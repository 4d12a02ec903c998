//! Token stream pane
//!
//! One row per token. Tokens before the cursor are already consumed and drawn
//! dimmed; the lookahead row carries a `▶` marker.

use super::utils::{clamp_scroll, pane_block, scroll_into_view, token_style, visible_height};
use crate::parser::lexer::Token;
use crate::ui::theme::DEFAULT_THEME;
use ratatui::{
    layout::Rect,
    style::{Modifier, Style},
    text::{Line, Span},
    widgets::{List, ListItem, Paragraph},
    Frame,
};

/// Render the token pane
pub fn render_tokens_pane(
    frame: &mut Frame,
    area: Rect,
    tokens: &[Token],
    cursor: Option<usize>,
    is_focused: bool,
    scroll_offset: &mut usize,
) {
    let block = pane_block(" Tokens ", is_focused);

    if tokens.is_empty() {
        let paragraph = Paragraph::new("(no tokens)")
            .block(block)
            .style(Style::default().fg(DEFAULT_THEME.comment));
        frame.render_widget(paragraph, area);
        return;
    }

    let height = visible_height(area);
    if let Some(cursor) = cursor {
        scroll_into_view(cursor, height, scroll_offset);
    }
    clamp_scroll(tokens.len(), height, scroll_offset);

    let items: Vec<ListItem> = tokens
        .iter()
        .enumerate()
        .skip(*scroll_offset)
        .take(height)
        .map(|(idx, token)| {
            let is_current = cursor == Some(idx);
            let consumed = cursor.is_some_and(|c| idx < c);

            let marker = if is_current {
                Span::styled(
                    "▶ ",
                    Style::default()
                        .fg(DEFAULT_THEME.secondary)
                        .add_modifier(Modifier::BOLD),
                )
            } else {
                Span::raw("  ")
            };
            let style = if consumed {
                Style::default().fg(DEFAULT_THEME.comment)
            } else {
                token_style(token.kind)
            };

            let mut line = Line::from(vec![
                marker,
                Span::styled(
                    format!("{:3} ", idx),
                    Style::default().fg(DEFAULT_THEME.comment),
                ),
                Span::styled(token.to_string(), style),
            ]);
            if is_current {
                line = line.style(Style::default().bg(DEFAULT_THEME.current_line_bg));
            }
            ListItem::new(line)
        })
        .collect();

    let list = List::new(items).block(block);
    frame.render_widget(list, area);
}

###

__WORK TASK__
Within the listing above, give again exactly every line from the line with "use crate::ui::theme::DEFAULT_THEME;" through the line with "let consumed = cursor.is_some_and(|c|", both included, and no other line.

__RESPONSE AREA__
use crate::ui::theme::DEFAULT_THEME;
use ratatui::{
    layout::Rect,
    style::{Modifier, Style},
    text::{Line, Span},
    widgets::{List, ListItem, Paragraph},
    Frame,
};

/// Render the token pane
pub fn render_tokens_pane(
    frame: &mut Frame,
    area: Rect,
    tokens: &[Token],
    cursor: Option<usize>,
    is_focused: bool,
    scroll_offset: &mut usize,
) {
    let block = pane_block(" Tokens ", is_focused);

    if tokens.is_empty() {
        let paragraph = Paragraph::new("(no tokens)")
            .block(block)
            .style(Style::default().fg(DEFAULT_THEME.comment));
        frame.render_widget(paragraph, area);
        return;
    }

    let height = visible_height(area);
    if let Some(cursor) = cursor {
        scroll_into_view(cursor, height, scroll_offset);
    }
    clamp_scroll(tokens.len(), height, scroll_offset);

    let items: Vec<ListItem> = tokens
        .iter()
        .enumerate()
        .skip(*scroll_offset)
        .take(height)
        .map(|(idx, token)| {
            let is_current = cursor == Some(idx);
            let consumed = cursor.is_some_and(|c| idx < c);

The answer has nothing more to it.